__TASK STATEMENT__:
For each line of the listing below that contains the string "derive", copy the line.

__SOURCE MATERIAL__:
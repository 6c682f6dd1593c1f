use std::collections::BTreeMap;

/// Label key carrying the simple dogu name.
pub const DOGU_LABEL_NAME: &str = "dogu.name";
/// Label key carrying the dogu version on pod templates.
pub const DOGU_LABEL_VERSION: &str = "dogu.version";
/// Label key carrying the dependency a network policy was generated for.
pub const DEPENDENCY_LABEL: &str = "dependency";

/// Create lables that can be used as a unique selector for a given dogu.
pub fn selector_labels(dogu: &str) -> BTreeMap<String, String> {
    BTreeMap::from_iter(vec![(DOGU_LABEL_NAME.to_owned(), dogu.to_owned())])
}

/// Labels that every resource generated for a dogu carries.
pub fn managed_labels(dogu: &str) -> BTreeMap<String, String> {
    managed_labels_extend(dogu, None)
}

/// Managed labels extended with additional labels.
pub fn managed_labels_extend(
    dogu: &str,
    labels: Option<BTreeMap<String, String>>,
) -> BTreeMap<String, String> {
    let mut managed = ces_labels();
    managed.append(&mut selector_labels(dogu));
    if let Some(mut labels) = labels {
        managed.append(&mut labels);
    }
    managed
}

/// Labels that mark a resource as part of the Cloudogu EcoSystem.
pub fn ces_labels() -> BTreeMap<String, String> {
    BTreeMap::from_iter(vec![("app".to_owned(), "ces".to_owned())])
}

/// Turn a label map into a label selector string usable in list calls.
pub fn to_selector(labels: &BTreeMap<String, String>) -> String {
    labels
        .iter()
        .map(|(key, value)| format!("{key}={value}"))
        .collect::<Vec<_>>()
        .join(",")
}
//! Runs the dogu operator components that act on their own, currently the resource
//! requirements updater.
use std::sync::Arc;

use anyhow::Result;
use clap::Parser;
use kube::Client;
use tokio_util::sync::CancellationToken;
use tracing::{error, info};

use dogu_common::telemetry;
use dogu_operator::{
    config::OperatorConfig,
    registry::{ConfigMapConfigStore, GlobalConfigWatcher, KubeDoguFetcher},
    resource::{RequirementsGenerator, RequirementsUpdater},
};

#[derive(Parser, Debug)]
#[command(author, version, about, long_about = None)]
struct Cli {
    #[command(flatten)]
    config: OperatorConfig,
}

#[tokio::main]
async fn main() -> Result<()> {
    let args = Cli::parse();
    telemetry::init(args.config.otlp_endpoint.clone())?;
    info!(namespace = %args.config.namespace, stage = ?args.config.stage, "starting dogu operator");

    let client = Client::try_default().await?;
    let namespace = &args.config.namespace;
    let store = Arc::new(ConfigMapConfigStore::new(client.clone(), namespace));
    let fetcher = Arc::new(KubeDoguFetcher::new(client.clone(), namespace));
    let watcher = Arc::new(GlobalConfigWatcher::new(
        client.clone(),
        namespace,
        &args.config.global_config_map,
    ));
    let updater = RequirementsUpdater::new(
        client,
        namespace,
        &args.config.requirements_trigger_key,
        fetcher,
        RequirementsGenerator::new(store),
        watcher,
    );

    let cancel = CancellationToken::new();
    let on_signal = cancel.clone();
    tokio::spawn(async move {
        if let Err(err) = tokio::signal::ctrl_c().await {
            error!(%err, "failed to listen for shutdown signal");
        }
        on_signal.cancel();
    });

    let result = updater.run(cancel).await;
    // Flush traces before shutdown
    telemetry::shutdown();
    Ok(result?)
}
use std::{collections::BTreeMap, sync::Arc, sync::OnceLock};

use k8s_openapi::{
    api::core::v1::ResourceRequirements, apimachinery::pkg::api::resource::Quantity,
};
use regex::Regex;
use tracing::debug;

use crate::{dogu::DoguDescriptor, registry::ConfigurationStore, Error, Result};

/// Prefix of every resource configuration key in the dogu configuration.
pub const CONTAINER_CONFIG_PREFIX: &str = "container_config";

/// Resource types a dogu container can be limited in.
#[derive(Clone, Copy, Debug, PartialEq, Eq)]
pub enum ResourceKind {
    /// Main memory, configured in ces units.
    Memory,
    /// CPU cores, configured as plain quantities.
    Cpu,
    /// Ephemeral storage, configured in ces units.
    Storage,
}

impl ResourceKind {
    /// Every kind in the order limits are generated in.
    pub const ALL: [ResourceKind; 3] = [
        ResourceKind::Memory,
        ResourceKind::Cpu,
        ResourceKind::Storage,
    ];

    /// Name of the resource in a container's resource requirements.
    pub fn resource_name(&self) -> &'static str {
        match self {
            ResourceKind::Memory => "memory",
            ResourceKind::Cpu => "cpu",
            ResourceKind::Storage => "ephemeral-storage",
        }
    }

    fn config_name(&self) -> &'static str {
        match self {
            ResourceKind::Memory => "memory",
            ResourceKind::Cpu => "cpu_core",
            ResourceKind::Storage => "storage",
        }
    }

    /// Configuration key of the limit, e.g. `container_config/memory_limit`.
    pub fn limit_key(&self) -> String {
        format!("{CONTAINER_CONFIG_PREFIX}/{}_limit", self.config_name())
    }

    /// Configuration key of the request, e.g. `container_config/memory_request`.
    pub fn request_key(&self) -> String {
        format!("{CONTAINER_CONFIG_PREFIX}/{}_request", self.config_name())
    }
}

fn ces_unit_regex() -> &'static Regex {
    static CES_UNIT: OnceLock<Regex> = OnceLock::new();
    CES_UNIT.get_or_init(|| {
        Regex::new(r"^(\d+(?:\.\d+)?)([bkmg])$").expect("ces unit pattern should compile")
    })
}

fn quantity_regex() -> &'static Regex {
    static QUANTITY: OnceLock<Regex> = OnceLock::new();
    QUANTITY.get_or_init(|| {
        Regex::new(r"^[+-]?(\d+(\.\d*)?|\.\d+)([eE][+-]?\d+|[KMGTPE]i|[numkMGTPE])?$")
            .expect("quantity pattern should compile")
    })
}

/// Parse a value as a resource quantity.
pub fn parse_quantity(value: &str, kind: ResourceKind) -> Result<Quantity> {
    if quantity_regex().is_match(value) {
        Ok(Quantity(value.to_owned()))
    } else {
        Err(unit_error(value, kind))
    }
}

/// Convert a ces unit such as `512m` into a quantity such as `512Mi`.
///
/// Units are `b` (bytes), `k`, `m` and `g` (binary multiples). CPU values are no ces units
/// and are parsed as quantities directly.
pub fn convert_ces_unit(value: &str, kind: ResourceKind) -> Result<Quantity> {
    if kind == ResourceKind::Cpu {
        return parse_quantity(value, kind);
    }
    let captures = ces_unit_regex()
        .captures(value)
        .ok_or_else(|| unit_error(value, kind))?;
    let suffix = match &captures[2] {
        "b" => "",
        "k" => "Ki",
        "m" => "Mi",
        "g" => "Gi",
        _ => return Err(unit_error(value, kind)),
    };
    parse_quantity(&format!("{}{suffix}", &captures[1]), kind).map_err(|_| unit_error(value, kind))
}

fn unit_error(value: &str, kind: ResourceKind) -> Error {
    Error::UnitConversion {
        value: value.to_owned(),
        resource: kind.resource_name().to_owned(),
    }
}

/// Generates container resource requirements from dogu configuration.
#[derive(Clone)]
pub struct RequirementsGenerator {
    config: Arc<dyn ConfigurationStore>,
}

impl RequirementsGenerator {
    /// Create a generator reading from the configuration store.
    pub fn new(config: Arc<dyn ConfigurationStore>) -> Self {
        Self { config }
    }

    /// Generate the requirements of the dogu.
    ///
    /// Every limit and request is read from the dogu configuration and falls back to the
    /// descriptor default of the same key. Values that are set nowhere are left out. All
    /// read and conversion errors are reported together.
    pub async fn generate(&self, descriptor: &DoguDescriptor) -> Result<ResourceRequirements> {
        let mut limits = BTreeMap::new();
        let mut requests = BTreeMap::new();
        let mut errors = Vec::new();
        for kind in ResourceKind::ALL {
            match self.read(descriptor, kind, &kind.limit_key()).await {
                Ok(Some(quantity)) => {
                    limits.insert(kind.resource_name().to_owned(), quantity);
                }
                Ok(None) => {}
                Err(err) => errors.push(err),
            }
            match self.read(descriptor, kind, &kind.request_key()).await {
                Ok(Some(quantity)) => {
                    requests.insert(kind.resource_name().to_owned(), quantity);
                }
                Ok(None) => {}
                Err(err) => errors.push(err),
            }
        }
        Error::join(errors)?;
        Ok(ResourceRequirements {
            limits: (!limits.is_empty()).then_some(limits),
            requests: (!requests.is_empty()).then_some(requests),
            ..Default::default()
        })
    }

    async fn read(
        &self,
        descriptor: &DoguDescriptor,
        kind: ResourceKind,
        key: &str,
    ) -> Result<Option<Quantity>> {
        let dogu = descriptor.simple_name();
        let configured = self
            .config
            .get(dogu, key)
            .await
            .map_err(|source| Error::ConfigRead {
                key: key.to_owned(),
                source,
            })?;
        let value = match configured {
            Some(value) => value,
            None => match descriptor.configuration_default(key) {
                Some(value) => value.to_owned(),
                None => {
                    debug!(%dogu, key, "no resource configuration found");
                    return Ok(None);
                }
            },
        };
        convert_ces_unit(&value, kind).map(Some)
    }
}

__OUTPUT OF THE TASK__:
#[derive(Parser, Debug)]
#[derive(Clone, Copy, Debug, PartialEq, Eq)]
#[derive(Clone)]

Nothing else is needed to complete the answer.